» Data shown
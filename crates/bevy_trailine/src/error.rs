//! Error types.

use std::{fmt, io};

/// Error raised while preparing the atlas for a composite pass.
#[derive(Debug, Clone, PartialEq, Eq)]
pub enum AtlasError {
  /// The backing surface could not be allocated.
  Allocation { width: u32, height: u32 },
}

impl fmt::Display for AtlasError {
  fn fmt(&self, f: &mut fmt::Formatter<'_>) -> fmt::Result {
    match self {
      Self::Allocation { width, height } => {
        write!(f, "failed to allocate {width}x{height} atlas surface")
      }
    }
  }
}

impl std::error::Error for AtlasError {}

/// Error loading trail settings.
#[derive(Debug)]
pub enum SettingsError {
  Io(io::Error),
  Parse(toml::de::Error),
}

impl From<io::Error> for SettingsError {
  fn from(err: io::Error) -> Self {
    Self::Io(err)
  }
}

impl From<toml::de::Error> for SettingsError {
  fn from(err: toml::de::Error) -> Self {
    Self::Parse(err)
  }
}

impl fmt::Display for SettingsError {
  fn fmt(&self, f: &mut fmt::Formatter<'_>) -> fmt::Result {
    match self {
      Self::Io(e) => write!(f, "I/O error: {e}"),
      Self::Parse(e) => write!(f, "parse error: {e}"),
    }
  }
}

impl std::error::Error for SettingsError {
  fn source(&self) -> Option<&(dyn std::error::Error + 'static)> {
    match self {
      Self::Io(e) => Some(e),
      Self::Parse(e) => Some(e),
    }
  }
}
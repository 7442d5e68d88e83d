//! Texel types, blending, and CPU rasterization into the atlas.

mod stamp;
mod texels;
mod texture;

use bevy::prelude::Color;
pub use stamp::{Stamp, rasterize};
pub use texels::ImageTexels;
pub use texture::{create_atlas_texture, upload_surface};

/// RGBA pixel with 8 bits per channel, using sRGB color space.
///
/// Re-exported from the `palette` crate for color handling.
pub type Rgba = palette::Srgba<u8>;

/// Fully transparent black.
pub const TRANSPARENT: Rgba = Rgba::new(0, 0, 0, 0);

/// Opaque white.
pub const WHITE: Rgba = Rgba::new(255, 255, 255, 255);

/// Creates an opaque RGB color (alpha = 255).
#[inline]
pub const fn rgb(r: u8, g: u8, b: u8) -> Rgba {
  Rgba::new(r, g, b, 255)
}

/// Quantizes a Bevy color to an sRGB texel.
pub fn to_rgba(color: Color) -> Rgba {
  let c = color.to_srgba();
  let q = |v: f32| (v.clamp(0.0, 1.0) * 255.0).round() as u8;
  Rgba::new(q(c.red), q(c.green), q(c.blue), q(c.alpha))
}

#[inline]
fn mul_u8(a: u8, b: u8) -> u8 {
  ((a as u16 * b as u16 + 127) / 255) as u8
}

/// Multiplies every channel of `texel` by `tint`.
#[inline]
pub fn tint(texel: Rgba, tint: Rgba) -> Rgba {
  Rgba::new(
    mul_u8(texel.red, tint.red),
    mul_u8(texel.green, tint.green),
    mul_u8(texel.blue, tint.blue),
    mul_u8(texel.alpha, tint.alpha),
  )
}

/// Straight-alpha `src` over `dst`.
pub fn blend_over(dst: Rgba, src: Rgba) -> Rgba {
  match src.alpha {
    0 => return dst,
    255 => return src,
    _ => {}
  }

  let sa = src.alpha as f32 / 255.0;
  let da = dst.alpha as f32 / 255.0;
  let out_a = sa + da * (1.0 - sa);
  let mix = |s: u8, d: u8| {
    ((s as f32 * sa + d as f32 * da * (1.0 - sa)) / out_a)
      .round()
      .clamp(0.0, 255.0) as u8
  };

  Rgba::new(
    mix(src.red, dst.red),
    mix(src.green, dst.green),
    mix(src.blue, dst.blue),
    (out_a * 255.0).round() as u8,
  )
}

/// Replaces a texel's color with white, keeping its coverage.
///
/// Straight-alpha form of the `DestinationAlpha` blend the presenter relies on
/// to tint ghosts with a flat color.
#[inline]
pub fn silhouette(texel: Rgba) -> Rgba {
  if texel.alpha == 0 {
    TRANSPARENT
  } else {
    Rgba::new(255, 255, 255, texel.alpha)
  }
}
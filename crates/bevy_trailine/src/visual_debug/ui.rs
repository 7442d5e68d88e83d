//! Trail debug UI helpers.

use bevy_egui::egui;

use crate::config::TrailSettings;

/// Renders trail setting controls into the given egui UI.
/// Returns true if any setting changed.
pub fn trail_debug_checkboxes(ui: &mut egui::Ui, settings: &mut TrailSettings) -> bool {
  let mut changed = false;

  changed |= ui.checkbox(&mut settings.enabled, "Trails").changed();
  changed |= ui
    .checkbox(&mut settings.debug.render_atlas, "Trail atlas")
    .changed();
  changed |= ui
    .checkbox(&mut settings.hide_host_trails, "Hide host trails")
    .changed();
  changed |= ui
    .checkbox(&mut settings.use_raw_time, "Fade on real time")
    .changed();
  changed |= ui
    .add(egui::Slider::new(&mut settings.opacity, 0.0..=1.0).text("Trail opacity"))
    .changed();

  changed
}
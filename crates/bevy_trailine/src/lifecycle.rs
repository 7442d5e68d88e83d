//! Snapshot aging, clearing and teardown.

use bevy::ecs::message::MessageReader;
use bevy::prelude::*;

use crate::atlas::TrailAtlas;
use crate::config::{TrailColorMode, TrailSettings};
use crate::pose::HostFreeze;

/// Removes every live trail. Send alongside the host's own trail clear.
#[derive(Message, Debug, Clone, Copy, Default)]
pub struct ClearTrails;

/// Removes every live trail and releases the atlas texture (scene end).
#[derive(Message, Debug, Clone, Copy, Default)]
pub struct TrailTeardown;

/// Advances snapshot fades and frees expired cells.
#[cfg_attr(feature = "tracy", tracing::instrument(skip_all))]
pub fn tick_trails(
  mut atlas: ResMut<TrailAtlas>,
  virtual_time: Res<Time<Virtual>>,
  real_time: Res<Time<Real>>,
  freeze: Option<Res<HostFreeze>>,
) {
  if atlas.is_empty() {
    return;
  }
  let frozen = freeze.is_some_and(|f| f.0);
  atlas.tick(virtual_time.delta_secs(), real_time.delta_secs(), frozen);
}

pub fn handle_clear_messages(
  mut clears: MessageReader<ClearTrails>,
  mut atlas: ResMut<TrailAtlas>,
) {
  if clears.read().count() > 0 {
    atlas.clear();
  }
}

/// Clears live trails when the color mode changes, so no ghost keeps a stale
/// style.
pub fn clear_on_mode_change(
  settings: Res<TrailSettings>,
  mut last_mode: Local<Option<TrailColorMode>>,
  mut atlas: ResMut<TrailAtlas>,
) {
  let mode = settings.color_mode;
  match *last_mode {
    Some(last) if last != mode => {
      debug!("Trail color mode changed to {:?}, clearing", mode);
      atlas.clear();
    }
    _ => {}
  }
  *last_mode = Some(mode);
}

pub fn handle_teardown_messages(
  mut teardowns: MessageReader<TrailTeardown>,
  atlas: ResMut<TrailAtlas>,
  images: ResMut<Assets<Image>>,
) {
  if teardowns.read().count() > 0 {
    dispose_trails(atlas, images);
  }
}

/// Clears all trails and frees the atlas texture. Safe to run repeatedly.
///
/// Hosts may also schedule this on a state exit.
pub fn dispose_trails(mut atlas: ResMut<TrailAtlas>, mut images: ResMut<Assets<Image>>) {
  atlas.clear();
  if let Some(handle) = atlas.dispose() {
    images.remove(&handle);
    info!("Released trail atlas texture");
  }
}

» Exercise
Lines after the one containing "#[derive(Debug)]" are left out; every line from the start of the entries through that line is restated word for word.

» Output below
filename crates/bevy_trailine/src/error.rs
//! Error types.

use std::{fmt, io};

/// Error raised while preparing the atlas for a composite pass.
#[derive(Debug, Clone, PartialEq, Eq)]
pub enum AtlasError {
  /// The backing surface could not be allocated.
  Allocation { width: u32, height: u32 },
}

impl fmt::Display for AtlasError {
  fn fmt(&self, f: &mut fmt::Formatter<'_>) -> fmt::Result {
    match self {
      Self::Allocation { width, height } => {
        write!(f, "failed to allocate {width}x{height} atlas surface")
      }
    }
  }
}

impl std::error::Error for AtlasError {}

/// Error loading trail settings.
#[derive(Debug)]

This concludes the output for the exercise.